Seydlitz89– A Question of Honor?
Seydlitz89 explores the work of Clausewitzian scholar Dr. Andreas Herberg-Rothe entitled “The Concept of Honor in War“:
For Clausewitz, Napoleon was a “real enemy”, one that challenged the very definition of what not only Clausewitz but all Prussia thought themselves to be, but also one that brought their entire independent political existence into question (d).
Thus in Clausewitz’s original concept, wars could be bloody, but they were not questions of physical existence for one political community or the other, although individuals and even states were of course at risk, this being war. With the First World War we start to see a radicalization of this approach as the full weight of a political community using the consolidating/organizing/administrative powers of the state to mobilize its full potential to fight becomes a reality. By October 1917 the political conditions had ripened to usher in a new political concept of existence.
An “absolute enemy”, the Leninist concept as presented by Carl Schmitt in The Theory of the Partisan I introduced in my last thread would conflate these subjective and “objective” perspectives, actually conflating a, b, c, and d, making the enemy an existential threat to the community as a whole as if it were an individual. The distinctions between individual, political community and state were lost. What makes this a totalitarian concept is that one side essentially has to exterminate the other, the other portrayed as an existential threat, but falling far short of such a reality, or in some cases constituting no actual threat at all….
SWJ (Adam Elkus) – Death From Above: The West and the Rest
This is part smackdown, part analysis:
….While there are many valid criticisms of the problems involved in using discrete force and avoiding civilian casualties, they are not specific to flying robots. Many center on larger legitimate political, strategic, and legal issues related to the global counterterrorism targeting program. However, it is impossible to ignore the fact that some drone critics have a visceral sense of repulsion over the idea that that men in warehouses in Nevada can kill targets on other side of the globe. In other words, it is not the War on Terror or the war in Afghanistan but the drone itself that triggers their ire. Their critiques center around a visceral sense of disgust at the supposedly disturbing nature of drone warfare, which they portray as the frictionless application of force against helpless victims.

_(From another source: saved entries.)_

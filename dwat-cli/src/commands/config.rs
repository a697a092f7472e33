//! Connection settings shared by every subcommand.

use std::time::Duration;

use clap::Args;

use dwat_core::config::{
    DEFAULT_BASE_BRANCH, DEFAULT_BRANCH_PREFIX, DEFAULT_FILE_NAME, DEFAULT_GITHUB_API_URL,
};
use dwat_core::SyncConfig;

/// Grafana and GitHub endpoints, from flags or environment variables.
#[derive(Args, Debug)]
pub struct ConfigArgs {
    /// Grafana HTTP API base URL, e.g. https://grafana.example.com/api.
    #[arg(long, env = "GRAFANA_API_URL")]
    pub grafana_url: String,

    /// Grafana service account token.
    #[arg(long, env = "GRAFANA_API_TOKEN", hide_env_values = true)]
    pub grafana_token: String,

    /// GitHub token allowed to push branches and open pull requests.
    #[arg(long, env = "GITHUB_TOKEN", hide_env_values = true)]
    pub github_token: String,

    /// Target repository as owner/name.
    #[arg(long = "repo", env = "GITHUB_REPO_NAME")]
    pub github_repo: String,

    /// GitHub REST API base URL (GitHub Enterprise installs differ).
    #[arg(long, env = "GITHUB_API_URL", default_value = DEFAULT_GITHUB_API_URL)]
    pub github_api_url: String,

    /// Directory of the values file inside the repository.
    #[arg(long = "folder", env = "FOLDER_NAME", default_value = "")]
    pub folder_name: String,

    /// Name of the values file.
    #[arg(long = "file", env = "FILE_NAME", default_value = DEFAULT_FILE_NAME)]
    pub file_name: String,

    /// Prefix for pull request branches; the dashboard uid is appended.
    #[arg(long, env = "BRANCH_PREFIX", default_value = DEFAULT_BRANCH_PREFIX)]
    pub branch_prefix: String,

    /// Branch the values file is read from and pull requests target.
    #[arg(long, env = "BASE_BRANCH", default_value = DEFAULT_BASE_BRANCH)]
    pub base_branch: String,

    /// Per-request timeout in seconds.
    #[arg(long, env = "TIMEOUT", default_value_t = 30)]
    pub timeout: u64,
}

impl ConfigArgs {
    pub fn into_config(self) -> SyncConfig {
        SyncConfig {
            grafana_url: self.grafana_url,
            grafana_token: self.grafana_token,
            github_api_url: self.github_api_url,
            github_token: self.github_token,
            github_repo: self.github_repo,
            folder_name: self.folder_name,
            file_name: self.file_name,
            branch_prefix: self.branch_prefix,
            base_branch: self.base_branch,
            timeout: Duration::from_secs(self.timeout),
        }
    }
}
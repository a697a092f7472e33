//! Reconciliation entrypoint used by the CLI.
//!
//! ```text
//! list_dashboards ─┐
//!                  ├─> detect_drift ─> for each drift: with_dashboard ─> publish | preview
//! read_repository ─┘
//! ```

use dwat_core::{DriftRecord, RemoteDashboards, SyncConfig, ValuesDocument};

use crate::diff::{preview, PreviewChange};
use crate::drift::detect_drift;
use crate::github::{read_repository_state, RepositoryHost};
use crate::grafana::{list_dashboards, DashboardSource};
use crate::publisher::{publish, PublishedChange};
use crate::SyncError;

/// Whether a run writes to the repository.
#[derive(Debug, Clone, Copy, PartialEq, Eq)]
pub enum RunMode {
    /// Open one pull request per drifted dashboard.
    Publish,
    /// Only describe the pull requests that would be opened.
    DryRun,
}

/// Outcome for one drift record.
#[derive(Debug, Clone, PartialEq, Eq)]
pub enum Outcome {
    Published(PublishedChange),
    WouldPublish(PreviewChange),
}

/// Both sides of the comparison and what drifted.
#[derive(Debug, Clone)]
pub struct SyncPlan {
    pub remote: RemoteDashboards,
    /// The values document as read from the base branch.
    pub document: ValuesDocument,
    pub drifts: Vec<DriftRecord>,
}

impl SyncPlan {
    pub fn is_up_to_date(&self) -> bool {
        self.drifts.is_empty()
    }

    /// Each drift paired with its own updated copy of the original document.
    ///
    /// Copies never see each other's changes, so every pull request is based
    /// on the base branch as it was read.
    pub fn changes(&self) -> impl Iterator<Item = Result<(&DriftRecord, ValuesDocument), SyncError>> {
        self.drifts.iter().map(|drift| {
            let updated = self.document.with_dashboard(drift)?;
            Ok((drift, updated))
        })
    }
}

/// Fetch both sides and compute the drift.
///
/// Fails with [`dwat_core::CoreError::MissingRootKey`] if the values
/// document could not be read or has no `dashboards` key.
pub fn plan(
    config: &SyncConfig,
    source: &dyn DashboardSource,
    repo: &dyn RepositoryHost,
) -> Result<SyncPlan, SyncError> {
    let remote = list_dashboards(source);
    let document = read_repository_state(repo, config);
    let drifts = detect_drift(&remote, document.dashboards()?, source)?;
    tracing::info!(
        remote = remote.len(),
        drifted = drifts.len(),
        "compared Grafana with {}",
        config.values_path()
    );
    Ok(SyncPlan {
        remote,
        document,
        drifts,
    })
}

/// Plan, then [`execute`] the plan.
pub fn run(
    config: &SyncConfig,
    source: &dyn DashboardSource,
    repo: &dyn RepositoryHost,
    mode: RunMode,
    on_outcome: impl FnMut(&Outcome),
) -> Result<Vec<Outcome>, SyncError> {
    let plan = plan(config, source, repo)?;
    execute(config, &plan, repo, mode, on_outcome)
}

/// Publish or preview every change of `plan` in order.
///
/// `on_outcome` sees each outcome as soon as it happens. The first error
/// stops the run; pull requests opened before it stay open.
pub fn execute(
    config: &SyncConfig,
    plan: &SyncPlan,
    repo: &dyn RepositoryHost,
    mode: RunMode,
    mut on_outcome: impl FnMut(&Outcome),
) -> Result<Vec<Outcome>, SyncError> {
    let mut outcomes = Vec::with_capacity(plan.drifts.len());
    for change in plan.changes() {
        let (drift, updated) = change?;
        let outcome = match mode {
            RunMode::Publish => Outcome::Published(publish(repo, config, drift, &updated)?),
            RunMode::DryRun => {
                Outcome::WouldPublish(preview(config, &plan.document, drift, &updated)?)
            }
        };
        on_outcome(&outcome);
        outcomes.push(outcome);
    }
    Ok(outcomes)
}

….Military history, however, complicates this picture. The same logic that damns the drone operator or frowns on precision-guided military dominance also curses the more accurate firearms of the mid-19th century. As David Bell argues, the drone critic’s lament is echoed throughout history:
“Under medieval codes of chivalry, the most honorable conflicts were those where the combatants fought as equals, relying on individual strength and skill to prevail, rather than superior weapons or numbers. .. [W]e certainly have evidence of the scorn some late medieval critics reserved for the crossbow—a weapon that supposedly allowed poorly skilled archers to kill honorable knights from safe cover.”
Global Guerrillas – Drone Swarms are Here: 1 Minute to Midnight?
The algorithms that enable drone swarms is advancing EXTREMELY quickly. In the next couple of years, the number of advances in technology, deployments, use cases, and awareness of drones will be intense. In 5 years, they will be part of every day life. You will see them everywhere.
Not just one or two drones. SWARMS of drones. Tens. Hundreds. Thousands. Millions (potentially if the cost per unit is small enough)?
….I told this story not to insult any government but to graphically illustrate that when sufficiently provoked and desperate, even the weakest governments can set the mighty United States back on its heels. Once this gets underway it can snowball into a trend.
With all such situations it’s perceptions of American actions that count, or to be more precise the perceived pattern of actions. During the past year the perceived pattern is that President Barack Obama is throwing his weight around the world, everywhere he can.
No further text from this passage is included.